═══ SUPPLIED RECORDS ═══

//! Replicated transaction engine
//!
//! This crate ties the lower layers together:
//! - Sites: per-site committed/tentative values, restrictions and locks
//! - Coordinator: the instruction loop, commit/abort and failure protocols
//! - Configuration loaded from `repcrec.toml`
//!
//! The coordinator never prints. Every observable effect is reported as an
//! [`EngineEvent`](repcrec_core::EngineEvent).

#![warn(missing_docs)]
#![warn(clippy::all)]

pub mod config;
pub mod coordinator;
pub mod site;

pub use config::{EngineConfig, CONFIG_FILE_NAME};
pub use coordinator::{Coordinator, EventSink};
pub use site::{ReadOutcome, Site, SiteError, SiteStatus, WriteOutcome};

═══

■ ABOUT THIS TASK ■
Starting with the first line above and ending with the line that holds "pub mod site;", restate each line word for word and add nothing else.

■ REPLY TO THE EXERCISE ■
//! Replicated transaction engine
//!
//! This crate ties the lower layers together:
//! - Sites: per-site committed/tentative values, restrictions and locks
//! - Coordinator: the instruction loop, commit/abort and failure protocols
//! - Configuration loaded from `repcrec.toml`
//!
//! The coordinator never prints. Every observable effect is reported as an
//! [`EngineEvent`](repcrec_core::EngineEvent).

#![warn(missing_docs)]
#![warn(clippy::all)]

pub mod config;
pub mod coordinator;
pub mod site;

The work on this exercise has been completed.